Tuesday, October 16, 2018

Wish Lists

I want you to love me like a dog loves his human -  a loyalty that minces no words, an adoration that generates a self-sustaining system of happiness. I also want you to love me as cats love their humans - you choose me, and in choosing to love me you validate me and  trap me forever in a system that is transient. I want you to love me like elephants love baby elephants - to see me as the holder of not just your heart, but your stories, your memories, your dreams and to view me as the hope of your being.
I want you to love me like whales love other whales- that even when worlds apart, you call out to me, knowing that I'm listening and your voice is important to save me from the all encompassing loneliness that only you alone can dispel.

I want you to love me as the bee loves its' hive - with fierceness and an almost gallant lack of self. I want you to love me as the earth loves the sun - to follow me wherever I may go and to know that without me  it would all be dark and  it would be better to burn than to live in the gloom that my absence would signify.
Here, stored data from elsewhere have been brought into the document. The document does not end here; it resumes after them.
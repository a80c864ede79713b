//! Cache store: a fixed array of lines with direct-mapped or fully-associative (FIFO) lookup.

use crate::config::Mapping;
use crate::error::CacheError;

/// Result of a cache access.
#[derive(Clone, Copy, Debug, PartialEq, Eq)]
pub enum CacheAccessResult {
    Hit,
    Miss,
}

impl CacheAccessResult {
    pub fn is_hit(self) -> bool {
        self == CacheAccessResult::Hit
    }
}

/// One cache slot.
#[derive(Clone, Copy, Debug, Default, PartialEq, Eq)]
pub struct CacheLine {
    pub valid: bool,
    pub tag: u32,
}

impl CacheLine {
    fn matches(&self, tag: u32) -> bool {
        self.valid && self.tag == tag
    }

    fn fill(&mut self, tag: u32) {
        self.valid = true;
        self.tag = tag;
    }
}

/// A fixed number of lines plus the FIFO cursor used under fully-associative mapping.
#[derive(Clone, Debug)]
pub struct CacheStore {
    lines: Vec<CacheLine>,
    /// Next line to fill on an associative miss. Always `< lines.len()`.
    fifo_cursor: usize,
}

impl CacheStore {
    pub fn new(line_count: usize) -> Self {
        assert!(line_count > 0, "cache store must have at least one line");
        Self {
            lines: vec![CacheLine::default(); line_count],
            fifo_cursor: 0,
        }
    }

    /// Looks up `tag` and fills a line on a miss.
    ///
    /// Direct-mapped: only `lines[index]` is a candidate and is overwritten on a miss.
    /// Fully associative: `index` is ignored, lines are scanned in ascending order and
    /// the first match hits; a miss replaces the line under the FIFO cursor. Hits never
    /// move the cursor, so this is FIFO rather than LRU.
    pub fn access(
        &mut self,
        index: u32,
        tag: u32,
        mapping: Mapping,
    ) -> Result<CacheAccessResult, CacheError> {
        match mapping {
            Mapping::DirectMapped => {
                let lines = self.lines.len();
                let line = self
                    .lines
                    .get_mut(index as usize)
                    .ok_or(CacheError::IndexOutOfRange { index, lines })?;
                if line.matches(tag) {
                    return Ok(CacheAccessResult::Hit);
                }
                line.fill(tag);
                Ok(CacheAccessResult::Miss)
            }
            Mapping::FullyAssociative => {
                if self.lines.iter().any(|line| line.matches(tag)) {
                    return Ok(CacheAccessResult::Hit);
                }
                self.lines[self.fifo_cursor].fill(tag);
                self.fifo_cursor = (self.fifo_cursor + 1) % self.lines.len();
                Ok(CacheAccessResult::Miss)
            }
        }
    }

    pub fn line_count(&self) -> usize {
        self.lines.len()
    }

    pub fn lines(&self) -> &[CacheLine] {
        &self.lines
    }

    pub fn fifo_cursor(&self) -> usize {
        self.fifo_cursor
    }

    /// Number of lines currently holding a block.
    pub fn occupancy(&self) -> usize {
        self.lines.iter().filter(|l| l.valid).count()
    }
}
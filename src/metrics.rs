//! Access and hit counters for one simulation run.

use std::fmt;

/// Running totals. `hits <= accesses` at all times.
#[derive(Clone, Copy, Default, Debug, PartialEq, Eq)]
pub struct Statistics {
    pub accesses: u64,
    pub hits: u64,
}

impl Statistics {
    pub fn new() -> Self {
        Self::default()
    }

    pub fn record_access(&mut self) {
        self.accesses += 1;
    }

    pub fn record_hit(&mut self) {
        debug_assert!(self.hits < self.accesses, "hit recorded without an access");
        self.hits += 1;
    }

    pub fn misses(&self) -> u64 {
        self.accesses - self.hits
    }

    /// `hits / accesses`, or 0.0 before any access.
    pub fn hit_rate(&self) -> f64 {
        if self.accesses == 0 {
            return 0.0;
        }
        self.hits as f64 / self.accesses as f64
    }
}

/// The final report printed by the simulator binary.
impl fmt::Display for Statistics {
    fn fmt(&self, f: &mut fmt::Formatter<'_>) -> fmt::Result {
        writeln!(f, "Cache Statistics")?;
        writeln!(f, "-----------------")?;
        writeln!(f)?;
        writeln!(f, "Accesses: {}", self.accesses)?;
        writeln!(f, "Hits:     {}", self.hits)?;
        writeln!(f, "Hit Rate: {:.4}", self.hit_rate())
    }
}

#[cfg(test)]
mod tests {
    use test_log::test;

    use super::*;

    #[test]
    fn empty_statistics() {
        let s = Statistics::new();
        assert_eq!(s.accesses, 0);
        assert_eq!(s.misses(), 0);
        assert_eq!(s.hit_rate(), 0.0);
    }

    #[test]
    fn hit_and_miss_counts() {
        let mut s = Statistics::new();
        s.record_access();
        s.record_hit();
        s.record_access();
        s.record_access();
        s.record_hit();
        assert_eq!(s.accesses, 3);
        assert_eq!(s.hits, 2);
        assert_eq!(s.misses(), 1);
        assert!((s.hit_rate() - 2.0 / 3.0).abs() < 1e-9);
    }

    #[test]
    fn report_format() {
        let s = Statistics { accesses: 3, hits: 1 };
        assert_eq!(
            s.to_string(),
            "Cache Statistics\n-----------------\n\nAccesses: 3\nHits:     1\nHit Rate: 0.3333\n"
        );
    }

    #[test]
    fn report_with_no_accesses() {
        assert!(Statistics::new().to_string().ends_with("Hit Rate: 0.0000\n"));
    }
}
//! Test support utilities shared across unit and integration tests.

use std::collections::VecDeque;
use std::env;
use std::ffi::OsString;
use std::io;
use std::sync::{Arc, Mutex, MutexGuard, PoisonError};

use tokio::sync::{Mutex as AsyncMutex, MutexGuard as AsyncMutexGuard};
use tracing::Level;

use crate::backend::OpsFuture;
use crate::poll::ProgressSink;
use crate::session::{
    Connector, CredentialSource, RemoteCommandOutput, SessionError, SshTarget, Transport,
    TransportError,
};
use crate::types::ResourceId;

fn lock<T>(mutex: &Mutex<T>) -> MutexGuard<'_, T> {
    mutex.lock().unwrap_or_else(PoisonError::into_inner)
}

/// Progress sink that counts ticks.
#[derive(Clone, Copy, Debug, Default, Eq, PartialEq)]
pub struct CountingProgress {
    ticks: usize,
}

impl CountingProgress {
    /// Number of ticks received.
    #[must_use]
    pub const fn ticks(&self) -> usize {
        self.ticks
    }
}

impl ProgressSink for CountingProgress {
    fn tick(&mut self) {
        self.ticks += 1;
    }
}

/// Records a single interaction with a [`ScriptedTransport`].
#[derive(Clone, Debug, Eq, PartialEq)]
pub enum TransportEvent {
    /// A connection was opened.
    Connected,
    /// Password authentication was attempted.
    Authenticated {
        /// Login presented.
        username: String,
        /// Secret presented.
        secret: String,
    },
    /// A command was executed.
    Exec(String),
    /// The connection was closed.
    Disconnected,
}

#[derive(Debug)]
enum AuthReply {
    Accept,
    Reject,
    Error,
}

#[derive(Debug)]
enum ScriptedAttempt {
    Refuse,
    Open {
        auth: AuthReply,
        outputs: VecDeque<RemoteCommandOutput>,
    },
}

#[derive(Debug, Default)]
struct ConnectorState {
    attempts: VecDeque<ScriptedAttempt>,
    events: Vec<TransportEvent>,
}

/// Connector that replays pre-seeded connection attempts in FIFO order.
#[derive(Clone, Debug, Default)]
pub struct ScriptedConnector {
    state: Arc<Mutex<ConnectorState>>,
}

impl ScriptedConnector {
    /// Creates a connector with no queued attempts.
    #[must_use]
    pub fn new() -> Self {
        Self::default()
    }

    /// Queues an attempt whose connection is refused.
    pub fn push_refused(&self) {
        lock(&self.state).attempts.push_back(ScriptedAttempt::Refuse);
    }

    /// Queues a connection that accepts the credential and replies to
    /// commands with `outputs` in order.
    pub fn push_accepting(&self, outputs: impl IntoIterator<Item = RemoteCommandOutput>) {
        lock(&self.state).attempts.push_back(ScriptedAttempt::Open {
            auth: AuthReply::Accept,
            outputs: outputs.into_iter().collect(),
        });
    }

    /// Queues a connection that rejects the credential.
    pub fn push_rejecting(&self) {
        lock(&self.state).attempts.push_back(ScriptedAttempt::Open {
            auth: AuthReply::Reject,
            outputs: VecDeque::new(),
        });
    }

    /// Queues a connection whose authentication exchange errors.
    pub fn push_auth_error(&self) {
        lock(&self.state).attempts.push_back(ScriptedAttempt::Open {
            auth: AuthReply::Error,
            outputs: VecDeque::new(),
        });
    }

    /// Snapshot of every recorded interaction.
    #[must_use]
    pub fn events(&self) -> Vec<TransportEvent> {
        lock(&self.state).events.clone()
    }

    /// Number of connections opened.
    #[must_use]
    pub fn connections(&self) -> usize {
        self.count(|event| matches!(event, TransportEvent::Connected))
    }

    /// Number of connections closed.
    #[must_use]
    pub fn disconnects(&self) -> usize {
        self.count(|event| matches!(event, TransportEvent::Disconnected))
    }

    fn count(&self, predicate: impl Fn(&TransportEvent) -> bool) -> usize {
        lock(&self.state)
            .events
            .iter()
            .filter(|event| predicate(event))
            .count()
    }
}

impl Connector for ScriptedConnector {
    type Transport = ScriptedTransport;

    fn connect<'a>(
        &'a self,
        target: &'a SshTarget,
    ) -> OpsFuture<'a, Result<Self::Transport, TransportError>> {
        Box::pin(async move {
            let mut state = lock(&self.state);
            match state.attempts.pop_front() {
                Some(ScriptedAttempt::Open { auth, outputs }) => {
                    state.events.push(TransportEvent::Connected);
                    Ok(ScriptedTransport {
                        state: Arc::clone(&self.state),
                        auth,
                        outputs,
                    })
                }
                Some(ScriptedAttempt::Refuse) => Err(TransportError::Connect(format!(
                    "connection refused by {}:{}",
                    target.host, target.port
                ))),
                None => Err(TransportError::Connect(String::from(
                    "no scripted connection available",
                ))),
            }
        })
    }
}

/// Transport produced by [`ScriptedConnector`].
#[derive(Debug)]
pub struct ScriptedTransport {
    state: Arc<Mutex<ConnectorState>>,
    auth: AuthReply,
    outputs: VecDeque<RemoteCommandOutput>,
}

impl ScriptedTransport {
    fn record(&self, event: TransportEvent) {
        lock(&self.state).events.push(event);
    }
}

impl Transport for ScriptedTransport {
    fn authenticate_password<'a>(
        &'a mut self,
        username: &'a str,
        secret: &'a str,
    ) -> OpsFuture<'a, Result<bool, TransportError>> {
        Box::pin(async move {
            self.record(TransportEvent::Authenticated {
                username: username.to_owned(),
                secret: secret.to_owned(),
            });
            match self.auth {
                AuthReply::Accept => Ok(true),
                AuthReply::Reject => Ok(false),
                AuthReply::Error => Err(TransportError::Auth(String::from(
                    "no supported authentication methods",
                ))),
            }
        })
    }

    fn exec<'a>(
        &'a mut self,
        command: &'a str,
    ) -> OpsFuture<'a, Result<RemoteCommandOutput, TransportError>> {
        Box::pin(async move {
            self.record(TransportEvent::Exec(command.to_owned()));
            self.outputs
                .pop_front()
                .ok_or_else(|| TransportError::Channel(String::from("no scripted output")))
        })
    }

    fn disconnect(&mut self) -> OpsFuture<'_, Result<(), TransportError>> {
        Box::pin(async move {
            self.record(TransportEvent::Disconnected);
            Ok(())
        })
    }
}

/// Builds a command output with the given exit code and stdout.
#[must_use]
pub fn output(exit_code: i32, stdout: &str) -> RemoteCommandOutput {
    RemoteCommandOutput {
        exit_code: Some(exit_code),
        stdout: stdout.to_owned(),
        stderr: String::new(),
    }
}

#[derive(Debug, Default)]
struct CredentialState {
    lookups: usize,
    rotations: usize,
}

/// Credential source returning a fixed login and numbered secrets.
#[derive(Clone, Debug)]
pub struct ScriptedCredentials {
    username: Option<String>,
    state: Arc<Mutex<CredentialState>>,
}

impl ScriptedCredentials {
    /// Source whose login is `username`; each rotation yields `secret-<n>`.
    #[must_use]
    pub fn new(username: &str) -> Self {
        Self {
            username: Some(username.to_owned()),
            state: Arc::default(),
        }
    }

    /// Source whose login lookup always fails.
    #[must_use]
    pub fn failing() -> Self {
        Self {
            username: None,
            state: Arc::default(),
        }
    }

    /// Number of login lookups performed.
    #[must_use]
    pub fn lookups(&self) -> usize {
        lock(&self.state).lookups
    }

    /// Number of rotations performed.
    #[must_use]
    pub fn rotations(&self) -> usize {
        lock(&self.state).rotations
    }
}

impl CredentialSource for ScriptedCredentials {
    fn login_identity<'a>(
        &'a self,
        resource: &'a ResourceId,
    ) -> OpsFuture<'a, Result<String, SessionError>> {
        Box::pin(async move {
            lock(&self.state).lookups += 1;
            self.username
                .clone()
                .ok_or_else(|| SessionError::CredentialResolution {
                    resource: resource.clone(),
                    reason: String::from("no designated login"),
                })
        })
    }

    fn rotate_secret<'a>(
        &'a self,
        _resource: &'a ResourceId,
        _username: &'a str,
    ) -> OpsFuture<'a, Result<String, SessionError>> {
        Box::pin(async move {
            let mut state = lock(&self.state);
            state.rotations += 1;
            Ok(format!("secret-{}", state.rotations))
        })
    }
}

#[derive(Clone, Default)]
struct SharedBuffer(Arc<Mutex<Vec<u8>>>);

impl io::Write for SharedBuffer {
    fn write(&mut self, buf: &[u8]) -> io::Result<usize> {
        lock(&self.0).extend_from_slice(buf);
        Ok(buf.len())
    }

    fn flush(&mut self) -> io::Result<()> {
        Ok(())
    }
}

/// Runs `f` with a thread-local subscriber and returns its result together
/// with every `WARN`-or-higher line it logged.
pub fn capture_warnings<R>(f: impl FnOnce() -> R) -> (R, String) {
    let buffer = SharedBuffer::default();
    let writer = buffer.clone();
    let subscriber = tracing_subscriber::fmt()
        .with_max_level(Level::WARN)
        .with_ansi(false)
        .without_time()
        .with_writer(move || writer.clone())
        .finish();
    let result = tracing::subscriber::with_default(subscriber, f);
    let logs = String::from_utf8_lossy(&lock(&buffer.0)).into_owned();
    (result, logs)
}

/// Global mutex used to serialise environment mutation in tests.
pub static ENV_LOCK: AsyncMutex<()> = AsyncMutex::const_new(());

/// Guard that holds the env mutex and restores variables on drop.
pub struct EnvGuard {
    previous: Vec<(String, Option<OsString>)>,
    _guard: AsyncMutexGuard<'static, ()>,
}

impl EnvGuard {
    /// Sets environment variables while holding [`ENV_LOCK`].
    pub async fn set_vars(pairs: &[(&str, &str)]) -> Self {
        let guard = ENV_LOCK.lock().await;
        let mut previous = Vec::with_capacity(pairs.len());
        for (key, value) in pairs {
            let old = env::var_os(key);
            // SAFETY: Environment mutation is serialised by `ENV_LOCK`.
            unsafe { env::set_var(key, value) };
            previous.push(((*key).to_owned(), old));
        }
        Self {
            previous,
            _guard: guard,
        }
    }

    /// Removes environment variables while holding [`ENV_LOCK`].
    pub async fn remove_vars(keys: &[&str]) -> Self {
        let guard = ENV_LOCK.lock().await;
        let mut previous = Vec::with_capacity(keys.len());
        for key in keys {
            let old = env::var_os(key);
            // SAFETY: Environment mutation is serialised by `ENV_LOCK`.
            unsafe { env::remove_var(key) };
            previous.push(((*key).to_owned(), old));
        }
        Self {
            previous,
            _guard: guard,
        }
    }
}

impl Drop for EnvGuard {
    fn drop(&mut self) {
        for (key, old) in self.previous.iter().rev() {
            // SAFETY: Environment mutation is serialised by holding `_guard`.
            unsafe {
                match old {
                    Some(value) => env::set_var(key, value),
                    None => env::remove_var(key),
                }
            }
        }
    }
}
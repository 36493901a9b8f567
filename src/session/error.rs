//! Error types for remote session acquisition.

use thiserror::Error;

use crate::types::ResourceId;

/// Errors raised by a transport implementation.
#[derive(Clone, Debug, Error, Eq, PartialEq)]
pub enum TransportError {
    /// Raised when the TCP/SSH handshake fails.
    #[error("connection failed: {0}")]
    Connect(String),
    /// Raised when the authentication exchange itself fails.
    #[error("authentication exchange failed: {0}")]
    Auth(String),
    /// Raised when a channel cannot be opened or read.
    #[error("channel error: {0}")]
    Channel(String),
    /// Raised when the connection cannot be shut down cleanly.
    #[error("disconnect failed: {0}")]
    Disconnect(String),
}

/// Why a freshly acquired session is not usable yet. These conditions are
/// expected while a resource is still being provisioned.
#[derive(Clone, Debug, Error, Eq, PartialEq)]
pub enum NotReady {
    /// The SSH endpoint could not be reached.
    #[error("ssh endpoint unreachable: {message}")]
    Unreachable {
        /// Transport error message.
        message: String,
    },
    /// The server only accepts file transfers so far.
    #[error("service currently allows sftp connections only")]
    SftpOnly,
    /// The readiness probe exited unsuccessfully.
    #[error("readiness probe exited with status {exit_code:?}")]
    ProbeFailed {
        /// Exit status reported by the server, if any.
        exit_code: Option<i32>,
    },
    /// The readiness probe could not be run.
    #[error("readiness probe could not run: {message}")]
    ProbeUnavailable {
        /// Channel error message.
        message: String,
    },
}

/// Errors surfaced while acquiring or using a session.
#[derive(Clone, Debug, Error, Eq, PartialEq)]
pub enum SessionError {
    /// Raised when the login identity cannot be determined or rotated.
    #[error("cannot resolve credentials for {resource}: {reason}")]
    CredentialResolution {
        /// Resource whose credentials were requested.
        resource: ResourceId,
        /// Description of the failed lookup or rotation.
        reason: String,
    },
    /// Raised when the session is not ready on a single attempt.
    #[error("session for {resource} not ready: {reason}")]
    NotReady {
        /// Resource the session was requested for.
        resource: ResourceId,
        /// Readiness condition that failed.
        reason: NotReady,
    },
    /// Raised when the server refuses the credential. The cached secret is
    /// reused on every attempt, so retrying cannot succeed.
    #[error("ssh login {username} rejected for {resource}")]
    AuthenticationRejected {
        /// Resource the session was requested for.
        resource: ResourceId,
        /// Login that was rejected.
        username: String,
    },
    /// Raised when readiness attempts run out.
    #[error("session for {resource} not ready after {attempts} attempts")]
    ReadinessTimeout {
        /// Resource the session was requested for.
        resource: ResourceId,
        /// Number of attempts made.
        attempts: u32,
    },
    /// Raised when the transport fails in a way retries will not fix.
    #[error(transparent)]
    Transport(#[from] TransportError),
    /// Raised when a closed session is used.
    #[error("session already closed")]
    Closed,
}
I want you to love me as you love me in my dreams - where you only need me and only look at me and only want me and are almost blown away by the fact that I even exist. I want you to realise that there is no possibility for a little love or going halfsies. I want your whole self to be consumed by me and for you to be a willing participant in this game. I want you to be unable to think of yourself without conceptualising me as well.

This sounds ridiculous, and it sounds insane. It is. I want you to love me enough to realise that self preservation has no meaning when you love me.  I want you to take that leap of faith, for I am falling down, eternally, till you jump and bouy my commitment with your agreement.

Monday, October 8, 2018

For Pranjal

Sometimes small things pierce the inside of my heart in ways that don't stop hurting for years. It's almost as if when my heart shifts to grow, to change position or even to try and get comfortable, suddenly that old hole will throb in absence of the piece that was lost. 

I've wondered a lot about the power of letting go. How much easier life would be if I could forget and move on.  But I don't function like that. I cling, hold on,  leave my fingerprints onto things, onto people. They however, hollow out parts of my soul and change my inner landscape forever. Every new meeting generates a craving to fill up the abyss that their absence left within me. I am never done wanting, and I never give  up. There is no growing apart,  there is never not the possibility of a resolution.

I like to imagine my soul as an optimistic, hopeful lover that has no concept of permanent loss. It's so easily hurt by the mere inkling of being forgotten, because it can never itself forget. It's not ego I like to think, it's the wildly beating heart of my soul that only gives love and only wants love. How do I find the people who keep such a petulant thing beating ? How do you decide the worthy who'll hold onto your soul in this world of no meaning ? You fight them and see if they love you back into being calmer. You let your anger run and your tears flow and show them how raw you are because they didn't look at you when you wanted them to. You share your pain and if they feel it without even understanding the why of it, you hand them the keys to your heart and press your being deep into the recesses of their mind, if not their heart.

Saturday, October 6, 2018

Hunter Gathering

There is a sense of purpose in everything about her.  The slicked back luxurious hair into a tightly contained ponytail, the kurta and churidar ALWAYS paired with a dupatta, with her de jure spectacles which sometimes, during moments of intense conversation, will be pushed onto her head so that gesturing can become more purposeful - contain a person of such purpose, such tenacity that she almost physically repels all that is mundane from the ambit of her existence.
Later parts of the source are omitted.